• REQUIRED ACTION:
Find every line of the records that has "Copy" and return it.

• MATERIAL PROVIDED:
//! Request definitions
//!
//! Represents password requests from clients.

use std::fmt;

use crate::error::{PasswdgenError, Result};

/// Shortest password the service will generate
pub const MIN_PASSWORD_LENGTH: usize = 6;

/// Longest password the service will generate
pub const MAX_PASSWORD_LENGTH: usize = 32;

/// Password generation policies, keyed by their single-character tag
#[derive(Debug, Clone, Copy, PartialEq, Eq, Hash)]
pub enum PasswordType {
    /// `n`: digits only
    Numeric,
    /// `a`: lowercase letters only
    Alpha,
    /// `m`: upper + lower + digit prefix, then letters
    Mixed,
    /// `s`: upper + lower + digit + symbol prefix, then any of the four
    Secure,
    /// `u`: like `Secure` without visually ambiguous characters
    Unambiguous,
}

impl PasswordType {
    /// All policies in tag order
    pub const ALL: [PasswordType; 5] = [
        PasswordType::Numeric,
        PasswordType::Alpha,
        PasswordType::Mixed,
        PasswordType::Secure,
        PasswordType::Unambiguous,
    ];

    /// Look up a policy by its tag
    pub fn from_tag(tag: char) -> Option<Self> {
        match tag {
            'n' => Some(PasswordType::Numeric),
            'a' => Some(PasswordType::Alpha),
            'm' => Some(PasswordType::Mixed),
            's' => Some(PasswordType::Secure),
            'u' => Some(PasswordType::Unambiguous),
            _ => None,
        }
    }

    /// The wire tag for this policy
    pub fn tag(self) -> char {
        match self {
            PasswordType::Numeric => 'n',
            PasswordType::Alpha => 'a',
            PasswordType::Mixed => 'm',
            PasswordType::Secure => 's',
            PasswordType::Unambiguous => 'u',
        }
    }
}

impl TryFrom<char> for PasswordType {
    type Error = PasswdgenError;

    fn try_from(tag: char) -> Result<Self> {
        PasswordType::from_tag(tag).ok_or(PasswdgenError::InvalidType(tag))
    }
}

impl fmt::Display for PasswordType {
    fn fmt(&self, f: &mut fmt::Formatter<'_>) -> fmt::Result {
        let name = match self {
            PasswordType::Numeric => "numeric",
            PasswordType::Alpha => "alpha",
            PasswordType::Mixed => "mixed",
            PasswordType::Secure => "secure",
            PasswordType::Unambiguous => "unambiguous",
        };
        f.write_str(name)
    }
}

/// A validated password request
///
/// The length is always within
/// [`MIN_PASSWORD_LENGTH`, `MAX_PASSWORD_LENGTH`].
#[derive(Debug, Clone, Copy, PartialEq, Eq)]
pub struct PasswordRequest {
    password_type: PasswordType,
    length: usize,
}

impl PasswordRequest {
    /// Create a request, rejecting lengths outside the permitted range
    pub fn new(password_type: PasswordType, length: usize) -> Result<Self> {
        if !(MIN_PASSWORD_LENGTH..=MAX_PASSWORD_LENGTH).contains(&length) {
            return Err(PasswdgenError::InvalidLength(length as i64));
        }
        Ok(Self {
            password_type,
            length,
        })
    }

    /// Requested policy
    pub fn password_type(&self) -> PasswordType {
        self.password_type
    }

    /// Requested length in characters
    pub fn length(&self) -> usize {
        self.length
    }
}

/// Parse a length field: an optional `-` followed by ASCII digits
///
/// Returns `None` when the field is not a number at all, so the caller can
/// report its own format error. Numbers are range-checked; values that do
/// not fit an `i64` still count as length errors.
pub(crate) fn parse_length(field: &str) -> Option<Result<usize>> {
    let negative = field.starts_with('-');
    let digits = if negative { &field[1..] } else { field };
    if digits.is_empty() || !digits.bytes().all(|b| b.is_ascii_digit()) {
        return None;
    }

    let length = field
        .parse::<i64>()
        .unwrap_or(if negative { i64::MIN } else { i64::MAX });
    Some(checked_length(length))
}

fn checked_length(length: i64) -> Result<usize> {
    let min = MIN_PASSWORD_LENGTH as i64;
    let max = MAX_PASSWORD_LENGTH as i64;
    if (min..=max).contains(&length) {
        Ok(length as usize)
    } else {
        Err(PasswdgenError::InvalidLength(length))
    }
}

==

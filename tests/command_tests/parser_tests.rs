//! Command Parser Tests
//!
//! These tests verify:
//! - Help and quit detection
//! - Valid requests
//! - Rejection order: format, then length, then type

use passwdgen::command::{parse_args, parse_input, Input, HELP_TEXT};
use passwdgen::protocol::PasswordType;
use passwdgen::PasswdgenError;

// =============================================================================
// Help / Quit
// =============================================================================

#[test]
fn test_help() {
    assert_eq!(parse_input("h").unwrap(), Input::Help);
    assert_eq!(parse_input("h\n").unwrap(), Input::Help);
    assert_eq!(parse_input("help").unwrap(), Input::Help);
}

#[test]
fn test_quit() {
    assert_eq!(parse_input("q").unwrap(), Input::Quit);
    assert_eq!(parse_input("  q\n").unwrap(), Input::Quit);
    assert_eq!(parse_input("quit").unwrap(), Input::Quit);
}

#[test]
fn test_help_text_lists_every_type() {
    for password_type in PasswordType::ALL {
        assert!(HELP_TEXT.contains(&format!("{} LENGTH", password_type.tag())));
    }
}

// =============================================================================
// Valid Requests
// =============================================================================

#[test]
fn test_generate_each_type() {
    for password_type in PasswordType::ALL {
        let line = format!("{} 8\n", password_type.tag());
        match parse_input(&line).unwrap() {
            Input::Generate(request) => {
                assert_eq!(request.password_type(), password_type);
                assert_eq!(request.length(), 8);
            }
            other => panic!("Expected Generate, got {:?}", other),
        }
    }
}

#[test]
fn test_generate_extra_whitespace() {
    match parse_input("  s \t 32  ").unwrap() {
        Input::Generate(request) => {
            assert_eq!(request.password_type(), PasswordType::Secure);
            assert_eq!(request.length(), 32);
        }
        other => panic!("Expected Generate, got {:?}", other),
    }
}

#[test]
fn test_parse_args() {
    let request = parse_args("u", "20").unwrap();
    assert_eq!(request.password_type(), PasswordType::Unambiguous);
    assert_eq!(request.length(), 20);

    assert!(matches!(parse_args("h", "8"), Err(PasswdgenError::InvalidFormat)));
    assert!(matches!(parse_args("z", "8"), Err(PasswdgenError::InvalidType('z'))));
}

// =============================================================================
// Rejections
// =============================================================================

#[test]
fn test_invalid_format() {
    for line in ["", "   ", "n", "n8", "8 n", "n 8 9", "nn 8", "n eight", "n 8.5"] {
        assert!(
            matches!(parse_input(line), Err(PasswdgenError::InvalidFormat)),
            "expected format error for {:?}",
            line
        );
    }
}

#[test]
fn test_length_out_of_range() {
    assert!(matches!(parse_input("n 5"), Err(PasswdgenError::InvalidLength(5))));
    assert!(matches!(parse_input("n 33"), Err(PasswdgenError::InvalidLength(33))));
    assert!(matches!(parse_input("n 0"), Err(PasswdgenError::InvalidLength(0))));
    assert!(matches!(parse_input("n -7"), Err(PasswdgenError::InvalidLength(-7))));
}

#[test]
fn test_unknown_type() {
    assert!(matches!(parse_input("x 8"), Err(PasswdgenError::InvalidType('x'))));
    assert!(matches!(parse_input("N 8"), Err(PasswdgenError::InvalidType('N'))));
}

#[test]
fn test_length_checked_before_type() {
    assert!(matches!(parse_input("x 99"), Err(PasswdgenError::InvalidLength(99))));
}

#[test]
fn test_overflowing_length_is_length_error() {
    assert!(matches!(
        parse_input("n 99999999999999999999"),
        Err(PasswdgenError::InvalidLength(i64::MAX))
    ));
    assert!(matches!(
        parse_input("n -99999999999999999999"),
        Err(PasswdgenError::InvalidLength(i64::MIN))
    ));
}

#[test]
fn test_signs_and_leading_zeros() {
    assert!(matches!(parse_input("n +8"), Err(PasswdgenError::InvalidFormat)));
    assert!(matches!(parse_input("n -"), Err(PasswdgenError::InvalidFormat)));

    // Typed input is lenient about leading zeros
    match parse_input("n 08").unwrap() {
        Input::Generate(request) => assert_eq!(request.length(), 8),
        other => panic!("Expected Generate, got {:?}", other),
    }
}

• THE COMPLETED TASK:
#[derive(Debug, Clone, Copy, PartialEq, Eq, Hash)]
#[derive(Debug, Clone, Copy, PartialEq, Eq)]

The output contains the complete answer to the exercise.